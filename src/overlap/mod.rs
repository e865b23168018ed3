//! Pairwise overlap between anchors and ground truth.
//!
//! The exact overlap measure is supplied by an [`OverlapOracle`]. Any closure
//! with the right signature is an oracle; [`SampledEllipseOverlap`] is a
//! reference implementation for elliptical footprints.

mod sampled;

#[cfg(feature = "rayon")]
mod rayon;

pub use sampled::SampledEllipseOverlap;

use crate::geometry::OrientedBox;
use crate::util::{AnchorTargetError, AnchorTargetResult};

/// Dense row-major `N x K` overlap table (row = anchor, column = ground truth).
#[derive(Clone, Debug, PartialEq)]
pub struct OverlapMatrix {
    rows: usize,
    cols: usize,
    data: Vec<f64>,
}

impl OverlapMatrix {
    /// Wraps a row-major buffer, checking its length and that every value
    /// lies in `[0, 1]`.
    pub fn new(data: Vec<f64>, rows: usize, cols: usize) -> AnchorTargetResult<Self> {
        let expected = rows.checked_mul(cols).ok_or(AnchorTargetError::InvalidInput(
            "overlap matrix dimensions overflow",
        ))?;
        if data.len() != expected {
            return Err(AnchorTargetError::ShapeMismatch {
                expected_rows: rows,
                expected_cols: cols,
                rows: data.len() / cols.max(1),
                cols,
            });
        }
        if data.iter().any(|v| !(0.0..=1.0).contains(v)) {
            return Err(AnchorTargetError::InvalidInput(
                "overlap values must lie in [0, 1]",
            ));
        }
        Ok(Self { rows, cols, data })
    }

    /// Builds a matrix from per-anchor rows.
    pub fn from_rows(rows: Vec<Vec<f64>>) -> AnchorTargetResult<Self> {
        let n = rows.len();
        let k = rows.first().map_or(0, Vec::len);
        if let Some(bad) = rows.iter().find(|row| row.len() != k) {
            return Err(AnchorTargetError::ShapeMismatch {
                expected_rows: n,
                expected_cols: k,
                rows: n,
                cols: bad.len(),
            });
        }
        Self::new(rows.into_iter().flatten().collect(), n, k)
    }

    pub fn rows(&self) -> usize {
        self.rows
    }

    pub fn cols(&self) -> usize {
        self.cols
    }

    pub fn as_slice(&self) -> &[f64] {
        &self.data
    }

    /// Returns the row for anchor `i`.
    pub fn row(&self, i: usize) -> Option<&[f64]> {
        if i >= self.rows {
            return None;
        }
        let start = i * self.cols;
        self.data.get(start..start + self.cols)
    }

    /// Returns the value at `(i, j)` if in range.
    pub fn get(&self, i: usize, j: usize) -> Option<f64> {
        if i >= self.rows || j >= self.cols {
            return None;
        }
        self.data.get(i * self.cols + j).copied()
    }

    /// Fails with `ShapeMismatch` unless the matrix is `rows x cols`.
    pub fn expect_shape(&self, rows: usize, cols: usize) -> AnchorTargetResult<()> {
        if self.rows != rows || self.cols != cols {
            return Err(AnchorTargetError::ShapeMismatch {
                expected_rows: rows,
                expected_cols: cols,
                rows: self.rows,
                cols: self.cols,
            });
        }
        Ok(())
    }
}

/// External overlap measure between two sets of oriented boxes.
pub trait OverlapOracle {
    /// Returns the `anchors.len() x gt.len()` overlap table, values in `[0, 1]`.
    fn compute_overlap(
        &self,
        anchors: &[OrientedBox],
        gt: &[OrientedBox],
    ) -> AnchorTargetResult<OverlapMatrix>;
}

impl<F> OverlapOracle for F
where
    F: Fn(&[OrientedBox], &[OrientedBox]) -> AnchorTargetResult<OverlapMatrix>,
{
    fn compute_overlap(
        &self,
        anchors: &[OrientedBox],
        gt: &[OrientedBox],
    ) -> AnchorTargetResult<OverlapMatrix> {
        self(anchors, gt)
    }
}
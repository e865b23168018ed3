//! Inside and outside loss weights for the regression targets.

use crate::assign::Label;
use crate::codec::TARGET_DIM;
use crate::util::{AnchorTargetError, AnchorTargetResult};

/// Weighting of regression and classification examples.
#[derive(Clone, Debug)]
pub struct WeightConfig {
    /// Negative selects uniform weighting over all labelled anchors;
    /// otherwise the share of the total weight given to positives, in `(0, 1)`.
    pub positive_weight: f64,
    /// Per-component inside weight for positive anchors.
    pub inside_weights: [f64; TARGET_DIM],
}

impl Default for WeightConfig {
    fn default() -> Self {
        Self {
            positive_weight: -1.0,
            inside_weights: [1.0; TARGET_DIM],
        }
    }
}

impl WeightConfig {
    pub fn validate(&self) -> AnchorTargetResult<()> {
        let pw = self.positive_weight;
        if pw.is_nan() || (pw >= 0.0 && !(pw > 0.0 && pw < 1.0)) {
            return Err(AnchorTargetError::InvalidWeight {
                positive_weight: pw,
            });
        }
        if self.inside_weights.iter().any(|w| !w.is_finite()) {
            return Err(AnchorTargetError::InvalidConfig {
                reason: "inside weights must be finite",
            });
        }
        Ok(())
    }
}

/// Per-anchor inside and outside weights, parallel to the label slice.
#[derive(Clone, Debug, Default)]
pub struct RegressionWeights {
    pub inside: Vec<[f64; TARGET_DIM]>,
    pub outside: Vec<[f64; TARGET_DIM]>,
}

/// Computes weights from the final labels.
///
/// Inside weights are `inside_weights` for positives and zero elsewhere.
/// Outside weights are `1 / labelled` for every labelled anchor in uniform
/// mode, or `p / positives` and `(1 - p) / negatives` otherwise.
pub fn compute_weights(
    labels: &[Label],
    cfg: &WeightConfig,
) -> AnchorTargetResult<RegressionWeights> {
    cfg.validate()?;

    let positives = labels.iter().filter(|&&l| l == Label::Positive).count();
    let negatives = labels.iter().filter(|&&l| l == Label::Negative).count();

    // Only evaluated for labels that exist, so the counts are never zero.
    let (pos_weight, neg_weight) = if cfg.positive_weight < 0.0 {
        let uniform = 1.0 / (positives + negatives).max(1) as f64;
        (uniform, uniform)
    } else {
        (
            cfg.positive_weight / positives.max(1) as f64,
            (1.0 - cfg.positive_weight) / negatives.max(1) as f64,
        )
    };

    let mut weights = RegressionWeights {
        inside: Vec::with_capacity(labels.len()),
        outside: Vec::with_capacity(labels.len()),
    };
    for label in labels {
        let (inside, outside) = match label {
            Label::Positive => (cfg.inside_weights, pos_weight),
            Label::Negative => ([0.0; TARGET_DIM], neg_weight),
            Label::Ignore => ([0.0; TARGET_DIM], 0.0),
        };
        weights.inside.push(inside);
        weights.outside.push([outside; TARGET_DIM]);
    }
    Ok(weights)
}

------------------------------------------------

**Task statement**
Which of the lines above include the word "table"? Copy each of them.

**Answer**
/// Dense row-major `N x K` overlap table (row = anchor, column = ground truth).
    /// Returns the `anchors.len() x gt.len()` overlap table, values in `[0, 1]`.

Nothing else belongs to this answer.